Individual therapy allows you the one-on-one time to work with a therapist and address topics related to your diagnosis and recovery. Cognitive-behavioral therapy is the most common form of therapy used for people who have bipolar disorder. In CBT, you’ll learn to identify unhealthy, negative thoughts and behaviors and replace them with positive, healthy thoughts and behaviors. CBT can also help you to learn about triggers for bipolar disorder and tips for stress reduction.
Group therapy can be a valuable as it will allow you to interact with others who may be struggling with similar issues so that you all help each other grow, learn, and heal. You’ll learn more about bipolar disorder, the importance of medication management, as well as process some of the emotions you have surrounding the disorder.

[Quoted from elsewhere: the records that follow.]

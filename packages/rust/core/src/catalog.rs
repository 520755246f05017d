//! Catalog snapshot loading.

use std::collections::HashSet;
use std::path::Path;

use tracing::{info, instrument, warn};

use contentflow_shared::{ContentFlowError, ContentItem, Result};

/// Load a catalog snapshot (a JSON array of entries) from disk.
///
/// Entries without an id are rejected. Duplicate ids are kept; lookups
/// resolve to the first entry with a given id.
#[instrument(skip_all, fields(path = %path.display()))]
pub fn load_catalog(path: &Path) -> Result<Vec<ContentItem>> {
    let content = std::fs::read_to_string(path).map_err(|e| ContentFlowError::io(path, e))?;
    let entries = parse_catalog(&content)?;
    info!(entries = entries.len(), "catalog loaded");
    Ok(entries)
}

/// Parse and validate a catalog snapshot from JSON text.
pub fn parse_catalog(json: &str) -> Result<Vec<ContentItem>> {
    let entries: Vec<ContentItem> = serde_json::from_str(json)
        .map_err(|e| ContentFlowError::catalog(format!("invalid catalog JSON: {e}")))?;

    let mut seen = HashSet::new();
    for (index, entry) in entries.iter().enumerate() {
        if entry.id.trim().is_empty() {
            return Err(ContentFlowError::catalog(format!(
                "entry {index} (\"{}\") has an empty id",
                entry.title
            )));
        }
        if !seen.insert(entry.id.as_str()) {
            warn!(id = %entry.id, index, "duplicate catalog id, later entry is unreachable");
        }
    }

    Ok(entries)
}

Family therapy is crucial for your recovery as it will allow you to mend fences with those you may have grown estranged from. You’ll work together to identify family dynamics that may have contributed to the development of bipolar disorder and allow your family the chance to express ways in which your bipolar disorder has impacted their lives. Additionally, we’ll connect your family with community resources to assist in their continued recovery.
In addition to standard therapies we use to treat bipolar disorder, we also offer a variety of experiential methods designed to complement our traditional approaches.
Helping a loved one get treatment for bipolar disorder
If your loved one has bipolar disorder, you’re probably well-aware of how the cycles affect him or her. During the frantic manic phase, your loved one is so, so up, waking you up at 3 in the morning to tell you about his or her grand scheme. When your loved one is depressed, you feel helpless as you watch him or her struggle to perform even the simplest of tasks. You fear for your loved one’s safety during a “mixed state” in which he or she is manic and depressed at the same time, which can lead to extremely devastating consequences. You know that it’s time to help your loved one seek inpatient treatment to allow for their recovery, but you may not know how to guide them in that direction. Here are some tips for guiding your loved one into treatment for bipolar disorder:
Get help first: Before you are able to help your loved one, you need to seek support and help for yourself. Find an area support group for families of people with bipolar disorder, check in regularly with a therapist, and find appropriate outlets for your emotions.
Learn about bipolar disorder: Bipolar disorder is a complex disorder that can lead to a number of serious consequences if left untreated and unmanaged. Bring what you’ve learned to your loved one to explain why you’re concerned. Be persistent but gentle with your loved one, assure them that you will be alongside them every step of the way.